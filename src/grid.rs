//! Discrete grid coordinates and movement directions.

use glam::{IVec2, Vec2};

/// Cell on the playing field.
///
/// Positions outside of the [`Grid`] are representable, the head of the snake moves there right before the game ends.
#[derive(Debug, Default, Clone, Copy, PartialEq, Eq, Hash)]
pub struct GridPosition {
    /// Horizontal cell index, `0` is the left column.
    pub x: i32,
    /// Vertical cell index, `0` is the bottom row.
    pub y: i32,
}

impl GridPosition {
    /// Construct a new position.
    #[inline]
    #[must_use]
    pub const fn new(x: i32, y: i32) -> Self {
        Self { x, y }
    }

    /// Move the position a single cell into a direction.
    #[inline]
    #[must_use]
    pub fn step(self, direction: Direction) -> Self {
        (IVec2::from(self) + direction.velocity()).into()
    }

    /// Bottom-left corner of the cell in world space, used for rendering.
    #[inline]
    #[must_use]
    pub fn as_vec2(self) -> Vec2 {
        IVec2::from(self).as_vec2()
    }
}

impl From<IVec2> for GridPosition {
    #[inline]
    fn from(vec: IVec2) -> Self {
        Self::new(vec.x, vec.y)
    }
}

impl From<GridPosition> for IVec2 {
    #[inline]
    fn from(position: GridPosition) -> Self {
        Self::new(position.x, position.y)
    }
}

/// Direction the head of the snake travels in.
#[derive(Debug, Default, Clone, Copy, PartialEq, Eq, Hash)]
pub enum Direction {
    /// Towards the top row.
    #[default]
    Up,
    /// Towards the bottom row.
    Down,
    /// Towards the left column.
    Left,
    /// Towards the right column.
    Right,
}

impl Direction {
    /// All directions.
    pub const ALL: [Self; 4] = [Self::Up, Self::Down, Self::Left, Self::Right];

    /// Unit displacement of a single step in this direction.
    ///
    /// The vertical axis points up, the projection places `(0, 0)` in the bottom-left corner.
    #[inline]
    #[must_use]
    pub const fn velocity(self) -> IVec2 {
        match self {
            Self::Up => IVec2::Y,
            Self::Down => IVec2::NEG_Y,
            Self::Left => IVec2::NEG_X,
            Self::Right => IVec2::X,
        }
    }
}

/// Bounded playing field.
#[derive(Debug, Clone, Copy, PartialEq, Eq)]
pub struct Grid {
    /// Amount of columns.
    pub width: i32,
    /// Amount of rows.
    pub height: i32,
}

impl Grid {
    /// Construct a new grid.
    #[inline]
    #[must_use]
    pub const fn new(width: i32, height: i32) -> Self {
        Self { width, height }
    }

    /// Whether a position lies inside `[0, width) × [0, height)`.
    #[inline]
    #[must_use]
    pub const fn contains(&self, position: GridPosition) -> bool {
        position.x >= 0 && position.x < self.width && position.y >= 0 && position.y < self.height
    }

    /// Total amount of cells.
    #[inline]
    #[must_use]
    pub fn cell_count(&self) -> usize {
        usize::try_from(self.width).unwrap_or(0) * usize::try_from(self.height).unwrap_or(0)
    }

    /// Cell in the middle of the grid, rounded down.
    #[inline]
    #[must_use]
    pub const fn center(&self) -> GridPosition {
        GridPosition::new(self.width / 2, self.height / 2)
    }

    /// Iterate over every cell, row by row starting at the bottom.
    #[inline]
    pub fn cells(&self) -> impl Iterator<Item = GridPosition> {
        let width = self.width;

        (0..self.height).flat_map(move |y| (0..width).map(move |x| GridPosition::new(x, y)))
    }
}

PROBLEM STATEMENT:
Output an exact copy of the lines from the one holding "(0..self.height).flat_map(move |y| (0..width).map(move" to the last line of the data, inclusive, and nothing beyond that range.

EXERCISE SOLUTION:
        (0..self.height).flat_map(move |y| (0..width).map(move |x| GridPosition::new(x, y)))
    }
}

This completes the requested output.